* **AIM OF THE TASK**: Scan the records for the string "duration"; copy each line where it occurs.
[[ RECORDS, beginning ]]
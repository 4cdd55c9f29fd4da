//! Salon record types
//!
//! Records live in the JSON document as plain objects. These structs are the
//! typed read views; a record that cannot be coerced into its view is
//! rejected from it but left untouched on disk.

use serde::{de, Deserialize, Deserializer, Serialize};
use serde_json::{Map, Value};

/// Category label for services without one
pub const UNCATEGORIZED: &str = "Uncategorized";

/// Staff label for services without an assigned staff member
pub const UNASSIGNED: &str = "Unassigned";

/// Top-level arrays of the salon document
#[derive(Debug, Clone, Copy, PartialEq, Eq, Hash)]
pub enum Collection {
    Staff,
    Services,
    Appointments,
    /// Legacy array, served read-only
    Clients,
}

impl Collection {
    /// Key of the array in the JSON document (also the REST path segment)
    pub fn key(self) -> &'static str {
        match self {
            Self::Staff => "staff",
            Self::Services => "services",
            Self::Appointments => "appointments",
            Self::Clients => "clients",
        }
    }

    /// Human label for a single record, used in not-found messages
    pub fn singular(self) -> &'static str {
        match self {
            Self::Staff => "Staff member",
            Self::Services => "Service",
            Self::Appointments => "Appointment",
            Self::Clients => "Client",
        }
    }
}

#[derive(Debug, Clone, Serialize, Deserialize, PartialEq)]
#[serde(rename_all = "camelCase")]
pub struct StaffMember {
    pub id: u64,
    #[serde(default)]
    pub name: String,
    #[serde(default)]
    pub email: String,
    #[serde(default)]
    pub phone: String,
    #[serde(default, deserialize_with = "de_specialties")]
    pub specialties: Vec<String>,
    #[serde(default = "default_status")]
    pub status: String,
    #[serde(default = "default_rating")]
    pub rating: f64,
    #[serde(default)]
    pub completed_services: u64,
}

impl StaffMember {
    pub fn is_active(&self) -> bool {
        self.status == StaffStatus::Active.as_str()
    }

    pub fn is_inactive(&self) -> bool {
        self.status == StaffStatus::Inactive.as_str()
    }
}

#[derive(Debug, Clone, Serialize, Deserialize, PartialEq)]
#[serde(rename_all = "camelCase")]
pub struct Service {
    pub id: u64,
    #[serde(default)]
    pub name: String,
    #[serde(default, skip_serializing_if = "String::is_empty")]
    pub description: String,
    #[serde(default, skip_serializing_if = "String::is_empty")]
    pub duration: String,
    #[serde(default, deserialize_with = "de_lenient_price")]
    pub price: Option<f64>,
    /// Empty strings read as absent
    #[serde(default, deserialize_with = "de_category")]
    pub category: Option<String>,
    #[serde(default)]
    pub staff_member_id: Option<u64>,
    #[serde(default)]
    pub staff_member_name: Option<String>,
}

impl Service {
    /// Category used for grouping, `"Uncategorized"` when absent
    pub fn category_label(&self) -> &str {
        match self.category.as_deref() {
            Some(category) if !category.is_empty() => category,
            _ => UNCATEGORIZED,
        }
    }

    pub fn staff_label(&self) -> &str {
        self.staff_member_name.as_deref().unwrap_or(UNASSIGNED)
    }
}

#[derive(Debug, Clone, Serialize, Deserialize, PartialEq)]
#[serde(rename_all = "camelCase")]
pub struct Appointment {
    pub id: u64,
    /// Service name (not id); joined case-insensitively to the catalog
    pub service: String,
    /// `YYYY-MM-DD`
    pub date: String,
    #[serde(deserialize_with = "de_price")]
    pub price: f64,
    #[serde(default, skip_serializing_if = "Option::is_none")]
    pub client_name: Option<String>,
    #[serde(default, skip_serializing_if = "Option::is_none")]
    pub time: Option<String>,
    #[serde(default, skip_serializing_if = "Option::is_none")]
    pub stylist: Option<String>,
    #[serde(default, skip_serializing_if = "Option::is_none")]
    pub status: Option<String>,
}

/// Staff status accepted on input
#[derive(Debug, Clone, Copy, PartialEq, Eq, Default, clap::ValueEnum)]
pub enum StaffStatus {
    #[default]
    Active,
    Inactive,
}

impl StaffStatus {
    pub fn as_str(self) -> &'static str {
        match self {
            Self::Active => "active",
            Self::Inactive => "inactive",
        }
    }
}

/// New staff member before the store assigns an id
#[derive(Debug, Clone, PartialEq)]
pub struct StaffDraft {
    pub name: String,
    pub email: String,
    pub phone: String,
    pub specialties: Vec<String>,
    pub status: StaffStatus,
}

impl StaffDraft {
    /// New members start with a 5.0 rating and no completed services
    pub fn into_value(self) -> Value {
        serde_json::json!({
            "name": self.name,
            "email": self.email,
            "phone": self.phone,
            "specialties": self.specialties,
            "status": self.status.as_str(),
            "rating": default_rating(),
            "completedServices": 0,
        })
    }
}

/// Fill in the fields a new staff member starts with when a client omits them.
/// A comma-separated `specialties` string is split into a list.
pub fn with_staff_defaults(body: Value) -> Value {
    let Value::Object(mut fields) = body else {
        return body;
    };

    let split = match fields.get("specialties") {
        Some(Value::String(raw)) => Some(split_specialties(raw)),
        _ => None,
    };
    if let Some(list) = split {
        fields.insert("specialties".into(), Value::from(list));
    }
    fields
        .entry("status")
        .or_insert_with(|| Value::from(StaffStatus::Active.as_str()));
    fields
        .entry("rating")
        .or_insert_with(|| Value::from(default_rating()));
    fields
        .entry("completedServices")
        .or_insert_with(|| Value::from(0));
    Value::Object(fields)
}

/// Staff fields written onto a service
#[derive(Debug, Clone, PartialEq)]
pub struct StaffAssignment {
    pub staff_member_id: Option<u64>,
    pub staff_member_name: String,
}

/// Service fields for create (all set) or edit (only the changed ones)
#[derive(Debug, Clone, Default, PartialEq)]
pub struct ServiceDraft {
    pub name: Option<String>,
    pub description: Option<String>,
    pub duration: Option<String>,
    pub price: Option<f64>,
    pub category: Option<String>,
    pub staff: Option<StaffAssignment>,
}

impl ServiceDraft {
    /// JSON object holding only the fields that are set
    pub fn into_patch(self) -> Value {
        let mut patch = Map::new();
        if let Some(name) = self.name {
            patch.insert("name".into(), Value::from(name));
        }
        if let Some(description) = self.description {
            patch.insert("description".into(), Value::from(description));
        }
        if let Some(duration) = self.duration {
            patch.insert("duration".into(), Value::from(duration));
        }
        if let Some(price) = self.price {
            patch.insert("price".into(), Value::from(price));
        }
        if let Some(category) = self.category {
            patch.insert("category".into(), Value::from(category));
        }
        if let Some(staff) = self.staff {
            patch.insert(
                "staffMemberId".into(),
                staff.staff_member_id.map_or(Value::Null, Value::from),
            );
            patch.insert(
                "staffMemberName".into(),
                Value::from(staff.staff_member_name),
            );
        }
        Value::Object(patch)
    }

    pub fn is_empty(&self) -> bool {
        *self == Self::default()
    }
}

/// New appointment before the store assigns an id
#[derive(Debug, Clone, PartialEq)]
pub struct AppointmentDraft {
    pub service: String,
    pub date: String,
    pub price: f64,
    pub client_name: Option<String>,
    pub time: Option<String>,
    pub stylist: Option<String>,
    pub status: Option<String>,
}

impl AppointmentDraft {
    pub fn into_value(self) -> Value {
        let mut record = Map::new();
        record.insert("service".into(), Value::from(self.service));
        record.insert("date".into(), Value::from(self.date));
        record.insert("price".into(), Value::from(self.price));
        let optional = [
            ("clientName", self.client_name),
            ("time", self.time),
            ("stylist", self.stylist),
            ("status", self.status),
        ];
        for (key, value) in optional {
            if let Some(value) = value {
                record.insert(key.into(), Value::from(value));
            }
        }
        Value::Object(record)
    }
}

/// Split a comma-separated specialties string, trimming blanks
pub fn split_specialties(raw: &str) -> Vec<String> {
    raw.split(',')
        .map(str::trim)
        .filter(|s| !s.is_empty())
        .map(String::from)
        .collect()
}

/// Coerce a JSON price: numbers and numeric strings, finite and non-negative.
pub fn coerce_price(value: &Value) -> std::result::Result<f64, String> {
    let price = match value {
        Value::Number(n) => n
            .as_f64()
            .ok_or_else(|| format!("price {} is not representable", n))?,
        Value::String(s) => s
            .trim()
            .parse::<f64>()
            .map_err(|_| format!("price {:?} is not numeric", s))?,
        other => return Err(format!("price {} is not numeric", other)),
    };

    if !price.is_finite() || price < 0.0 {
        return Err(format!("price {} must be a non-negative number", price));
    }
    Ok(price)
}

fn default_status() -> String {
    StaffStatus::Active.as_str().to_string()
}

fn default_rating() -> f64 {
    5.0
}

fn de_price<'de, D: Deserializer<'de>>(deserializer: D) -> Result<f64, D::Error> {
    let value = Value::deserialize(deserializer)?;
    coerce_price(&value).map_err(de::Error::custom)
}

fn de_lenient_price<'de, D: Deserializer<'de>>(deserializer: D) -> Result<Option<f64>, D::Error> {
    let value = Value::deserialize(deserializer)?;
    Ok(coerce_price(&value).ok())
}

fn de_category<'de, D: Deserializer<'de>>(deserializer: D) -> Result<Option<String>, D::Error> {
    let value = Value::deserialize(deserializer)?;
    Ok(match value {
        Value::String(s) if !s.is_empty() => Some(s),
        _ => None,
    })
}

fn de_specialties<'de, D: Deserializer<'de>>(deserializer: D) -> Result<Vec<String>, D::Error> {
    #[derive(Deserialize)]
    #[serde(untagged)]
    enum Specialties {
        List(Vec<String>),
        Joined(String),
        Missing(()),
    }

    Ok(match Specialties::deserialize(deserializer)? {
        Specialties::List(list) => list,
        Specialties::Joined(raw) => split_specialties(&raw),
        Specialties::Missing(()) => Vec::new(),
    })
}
[[ RECORDS, end ]]
[[ RECORDS, beginning ]]
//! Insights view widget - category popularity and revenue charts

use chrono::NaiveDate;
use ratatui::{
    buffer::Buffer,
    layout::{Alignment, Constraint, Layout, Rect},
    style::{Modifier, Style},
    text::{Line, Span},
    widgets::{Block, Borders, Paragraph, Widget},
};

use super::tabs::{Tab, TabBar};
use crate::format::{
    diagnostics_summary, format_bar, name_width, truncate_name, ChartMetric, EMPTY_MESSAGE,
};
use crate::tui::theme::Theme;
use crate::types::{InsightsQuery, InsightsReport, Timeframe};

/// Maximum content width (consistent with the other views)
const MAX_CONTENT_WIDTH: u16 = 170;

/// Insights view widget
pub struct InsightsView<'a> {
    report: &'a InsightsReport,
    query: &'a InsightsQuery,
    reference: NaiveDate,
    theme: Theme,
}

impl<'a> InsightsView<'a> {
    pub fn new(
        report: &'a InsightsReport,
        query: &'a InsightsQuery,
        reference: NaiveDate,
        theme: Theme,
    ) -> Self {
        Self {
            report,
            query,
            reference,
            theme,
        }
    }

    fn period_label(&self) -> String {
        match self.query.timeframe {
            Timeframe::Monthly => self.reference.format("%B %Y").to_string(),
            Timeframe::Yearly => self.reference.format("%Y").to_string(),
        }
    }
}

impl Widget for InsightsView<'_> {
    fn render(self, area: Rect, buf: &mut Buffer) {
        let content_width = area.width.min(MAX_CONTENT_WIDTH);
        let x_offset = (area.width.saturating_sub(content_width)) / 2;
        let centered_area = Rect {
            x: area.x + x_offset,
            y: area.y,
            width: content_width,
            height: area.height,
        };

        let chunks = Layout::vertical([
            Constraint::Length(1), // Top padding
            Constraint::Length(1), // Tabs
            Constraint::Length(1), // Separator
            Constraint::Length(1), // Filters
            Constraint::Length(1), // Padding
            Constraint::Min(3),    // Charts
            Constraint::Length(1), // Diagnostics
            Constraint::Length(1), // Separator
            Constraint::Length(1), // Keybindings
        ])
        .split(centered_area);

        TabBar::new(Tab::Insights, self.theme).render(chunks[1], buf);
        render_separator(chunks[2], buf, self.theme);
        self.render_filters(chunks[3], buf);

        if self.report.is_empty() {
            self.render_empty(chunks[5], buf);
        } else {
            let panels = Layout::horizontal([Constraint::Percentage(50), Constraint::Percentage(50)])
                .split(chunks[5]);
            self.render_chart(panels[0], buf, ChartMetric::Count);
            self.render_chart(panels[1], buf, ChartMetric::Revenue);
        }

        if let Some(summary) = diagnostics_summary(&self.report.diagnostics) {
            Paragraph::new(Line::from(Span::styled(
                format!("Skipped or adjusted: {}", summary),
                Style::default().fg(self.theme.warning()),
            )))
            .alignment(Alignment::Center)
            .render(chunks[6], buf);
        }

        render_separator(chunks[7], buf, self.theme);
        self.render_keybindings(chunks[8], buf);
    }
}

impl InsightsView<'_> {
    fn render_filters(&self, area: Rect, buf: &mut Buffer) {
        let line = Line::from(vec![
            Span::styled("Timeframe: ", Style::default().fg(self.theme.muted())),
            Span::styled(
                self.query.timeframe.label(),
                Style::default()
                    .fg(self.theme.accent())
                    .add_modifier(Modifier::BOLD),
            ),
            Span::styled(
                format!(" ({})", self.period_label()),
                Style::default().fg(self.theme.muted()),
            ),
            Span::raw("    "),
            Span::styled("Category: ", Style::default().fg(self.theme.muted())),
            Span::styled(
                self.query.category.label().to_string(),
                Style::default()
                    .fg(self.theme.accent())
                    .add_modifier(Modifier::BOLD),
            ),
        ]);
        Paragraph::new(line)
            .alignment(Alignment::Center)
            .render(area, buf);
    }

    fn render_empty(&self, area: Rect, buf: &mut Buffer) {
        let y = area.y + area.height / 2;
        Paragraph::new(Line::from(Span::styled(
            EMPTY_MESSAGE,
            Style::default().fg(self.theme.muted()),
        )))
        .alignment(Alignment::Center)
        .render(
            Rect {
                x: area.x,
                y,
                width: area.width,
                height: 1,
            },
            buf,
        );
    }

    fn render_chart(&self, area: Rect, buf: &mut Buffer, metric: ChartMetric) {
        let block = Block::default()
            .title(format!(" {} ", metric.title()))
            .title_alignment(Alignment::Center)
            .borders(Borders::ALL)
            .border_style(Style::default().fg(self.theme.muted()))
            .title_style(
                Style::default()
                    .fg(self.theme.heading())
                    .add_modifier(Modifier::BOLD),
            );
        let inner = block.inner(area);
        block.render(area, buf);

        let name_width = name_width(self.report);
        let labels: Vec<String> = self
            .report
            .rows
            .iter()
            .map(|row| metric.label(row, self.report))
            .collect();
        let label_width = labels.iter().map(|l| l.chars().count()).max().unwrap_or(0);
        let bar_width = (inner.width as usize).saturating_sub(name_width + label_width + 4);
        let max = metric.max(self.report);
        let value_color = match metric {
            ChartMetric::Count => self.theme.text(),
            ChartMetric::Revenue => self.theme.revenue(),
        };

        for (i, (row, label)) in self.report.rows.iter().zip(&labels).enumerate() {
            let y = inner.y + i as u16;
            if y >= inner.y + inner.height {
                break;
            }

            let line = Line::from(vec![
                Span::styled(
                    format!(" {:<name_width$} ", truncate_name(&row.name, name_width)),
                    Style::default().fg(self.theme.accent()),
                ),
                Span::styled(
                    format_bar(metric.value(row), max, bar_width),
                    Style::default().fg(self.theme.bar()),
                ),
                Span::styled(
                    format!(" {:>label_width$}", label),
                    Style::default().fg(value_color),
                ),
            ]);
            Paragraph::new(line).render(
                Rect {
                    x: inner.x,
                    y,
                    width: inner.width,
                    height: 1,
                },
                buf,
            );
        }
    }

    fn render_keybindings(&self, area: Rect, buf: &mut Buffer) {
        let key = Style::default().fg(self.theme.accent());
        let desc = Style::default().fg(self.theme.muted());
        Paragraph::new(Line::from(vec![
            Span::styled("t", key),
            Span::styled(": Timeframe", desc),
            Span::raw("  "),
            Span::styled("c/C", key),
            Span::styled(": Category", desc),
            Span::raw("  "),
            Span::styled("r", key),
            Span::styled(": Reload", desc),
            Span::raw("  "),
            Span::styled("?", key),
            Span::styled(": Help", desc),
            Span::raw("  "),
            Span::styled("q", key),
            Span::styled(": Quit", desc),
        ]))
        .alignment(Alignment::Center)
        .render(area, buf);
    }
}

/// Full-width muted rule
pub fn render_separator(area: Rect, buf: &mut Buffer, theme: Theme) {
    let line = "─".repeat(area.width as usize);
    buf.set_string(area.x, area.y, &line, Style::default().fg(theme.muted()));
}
[[ RECORDS, end ]]
* **COMPLETED TASK**:
    pub duration: String,
    pub duration: Option<String>,
        if let Some(duration) = self.duration {
            patch.insert("duration".into(), Value::from(duration));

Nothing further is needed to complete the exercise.